British travel company, Thomas Cook seeks to expand in Germany
British travel company Thomas Cook and its German subsidiary Condor plan to boost the number of flights to and from Germany following the collapse of budget carrier Air Berlin.
Across the company as a whole the expansion would reach 10 per cent in the summer, a company spokesman said on Thursday.
Condor, which specialises in German holidaymakers, is to increase its aircraft to 37 from 26 last year through two new subsidiaries.
One is Air Berlin Aviation, which it has taken over, with six medium-range aircraft, and the other is the recently founded Thomas Cook Airlines Balearics on Mallorca with five aircraft.
Thomas Cook – which also owns the German operator Neckermann Reisen – is in talks with Niki Lauda regarding cooperation in the air travel sector.

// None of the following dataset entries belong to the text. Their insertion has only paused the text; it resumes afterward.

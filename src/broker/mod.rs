use std::collections::{HashMap, VecDeque};
use std::fmt;
use std::io;
use std::net::SocketAddr;
use std::sync::atomic::{AtomicBool, Ordering};
use std::sync::Arc;
use std::thread::{self, JoinHandle};
use std::time::{Duration, Instant};

use crossbeam_channel::{select, Receiver, Sender};
use serde_json::json;
use uuid::Uuid;

use crate::config::{AppConfig, BrokerConfig};
use crate::integration::driver::BackendDrivers;
use crate::integration::IntegrationRegistry;
use crate::logging::{LogLevel, Logger};
use crate::server::{is_read_timeout, PersistentConnection, ServerError, TcpServer};
use crate::shutdown::ShutdownSignal;
use crate::wire::codec::{CodecError, FrameBuffer, WireCodec};
use crate::wire::envelope::{AsyncMessageRequest, AsyncMessageResponse};
use crate::worker::{BackendEvent, Worker, WorkerHandle, WorkerJob};

const LOG_CONTEXT: &str = "broker";
const ACCEPT_BACKOFF: Duration = Duration::from_millis(10);
const READ_CHUNK_BYTES: usize = 8 * 1024;

#[derive(Debug)]
pub enum BrokerError {
    Server(ServerError),
    LocalAddr(io::Error),
    Spawn(io::Error),
    Panicked,
}

impl fmt::Display for BrokerError {
    fn fmt(&self, f: &mut fmt::Formatter<'_>) -> fmt::Result {
        match self {
            Self::Server(source) => write!(f, "{source}"),
            Self::LocalAddr(source) => {
                write!(f, "failed to read client endpoint address: {source}")
            }
            Self::Spawn(source) => write!(f, "failed to spawn broker thread: {source}"),
            Self::Panicked => write!(f, "broker thread panicked"),
        }
    }
}

impl std::error::Error for BrokerError {}

impl From<ServerError> for BrokerError {
    fn from(value: ServerError) -> Self {
        Self::Server(value)
    }
}

#[derive(Debug)]
enum FrontendEvent {
    Frame { client_id: u64, payload: Vec<u8> },
    Malformed { client_id: u64, reason: String },
    Disconnected { client_id: u64 },
}

pub struct Broker {
    server: Arc<TcpServer>,
    local_addr: SocketAddr,
    codec: WireCodec,
    config: BrokerConfig,
    registry: Arc<IntegrationRegistry>,
    logger: Logger,
    shutdown: ShutdownSignal,
}

impl Broker {
    pub fn bind(
        app_config: &AppConfig,
        drivers: &BackendDrivers,
        logger: Logger,
        shutdown: ShutdownSignal,
    ) -> Result<Self, BrokerError> {
        let server = TcpServer::from_app_config(app_config)?;
        let local_addr = server.local_addr().map_err(BrokerError::LocalAddr)?;
        let registry = IntegrationRegistry::with_payload_limit(
            drivers,
            app_config.wire.max_frame_size_bytes,
        );

        Ok(Self {
            server: Arc::new(server),
            local_addr,
            codec: WireCodec::from_app_config(app_config),
            config: app_config.broker,
            registry: Arc::new(registry),
            logger,
            shutdown,
        })
    }

    pub fn local_addr(&self) -> SocketAddr {
        self.local_addr
    }

    pub fn start(self) -> Result<BrokerHandle, BrokerError> {
        let local_addr = self.local_addr;
        let thread = thread::Builder::new()
            .name("broker".to_owned())
            .spawn(move || self.run())
            .map_err(BrokerError::Spawn)?;

        Ok(BrokerHandle { local_addr, thread })
    }

    pub fn run(self) -> Result<(), BrokerError> {
        let (frontend_tx, frontend_rx) = crossbeam_channel::unbounded();
        let (backend_tx, backend_rx) = crossbeam_channel::unbounded();
        let io_stop = Arc::new(AtomicBool::new(false));

        let acceptor = {
            let server = Arc::clone(&self.server);
            let frontend = frontend_tx.clone();
            let stop = Arc::clone(&io_stop);
            let codec = self.codec;
            let logger = self.logger.clone();
            thread::Builder::new()
                .name("broker-acceptor".to_owned())
                .spawn(move || accept_loop(server, codec, frontend, stop, logger))
                .map_err(BrokerError::Spawn)?
        };

        self.logger.log(
            LogLevel::Info,
            LOG_CONTEXT,
            "Broker listening",
            Some(json!({
                "address": self.local_addr.to_string(),
                "poll_interval_ms": self.config.poll_interval_ms
            })),
        );

        let mut router = Router {
            broker: &self,
            backend_tx,
            sessions: HashMap::new(),
            retired: Vec::new(),
            pending: HashMap::new(),
            draining: false,
        };
        router.event_loop(&frontend_rx, &backend_rx);

        io_stop.store(true, Ordering::SeqCst);
        router.stop_workers(&backend_rx);
        self.server.shutdown_all_connections();
        drop(frontend_tx);
        if acceptor.join().is_err() {
            self.logger.error(LOG_CONTEXT, "Acceptor thread panicked");
        }

        self.logger.info(LOG_CONTEXT, "Broker stopped");
        Ok(())
    }

    fn reply(&self, client_id: u64, response: &AsyncMessageResponse) {
        let Some(connection) = self.server.connection(client_id) else {
            self.logger.log(
                LogLevel::Debug,
                LOG_CONTEXT,
                "Dropping response for closed client",
                Some(json!({"client_id": client_id, "worker": response.worker})),
            );
            return;
        };

        let frame = match self.codec.encode_frame(response) {
            Ok(frame) => frame,
            Err(error) => {
                self.logger.log(
                    LogLevel::Warn,
                    LOG_CONTEXT,
                    "Response could not be encoded, answering with failure",
                    Some(json!({"client_id": client_id, "error": error.to_string()})),
                );
                let reason = match &error {
                    CodecError::PayloadTooLarge { .. } => format!("response too large: {error}"),
                    _ => format!("failed to encode response: {error}"),
                };
                let mut failed = AsyncMessageResponse::failure(response.worker.as_str(), reason);
                failed.request_id = response.request_id.clone();
                failed.response_time = response.response_time;
                match self.codec.encode_frame(&failed) {
                    Ok(frame) => frame,
                    Err(error) => {
                        self.drop_client(client_id, error.to_string());
                        return;
                    }
                }
            }
        };

        if let Err(error) = connection.write_frame(&frame) {
            self.drop_client(client_id, error.to_string());
        }
    }

    fn drop_client(&self, client_id: u64, error: String) {
        self.logger.log(
            LogLevel::Warn,
            LOG_CONTEXT,
            "Failed to write response",
            Some(json!({"client_id": client_id, "error": error})),
        );
        self.server.drop_connection(client_id);
    }
}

Lauda is taking over at the Air Berlin subsidiary Niki, which he founded before selling it on, and plans to have it flying by the summer under the name Lauda Motion.
The talks with Thomas Cook concern the marketing of tickets and block booking for package travel deals.
In the quarter to the end of December, Thomas Cook was able to contain the losses typical of this time of the year, posting an operating loss without special items of 42 million pounds (59 million dollars), almost a fifth less than in the same period last year.
Turnover was up 7 per cent at 1.75 billion pounds on increased customers and higher rates.
Travel companies frequently book winter losses as a result of being unable to cover fixed costs, compensating for this with profits in the summer.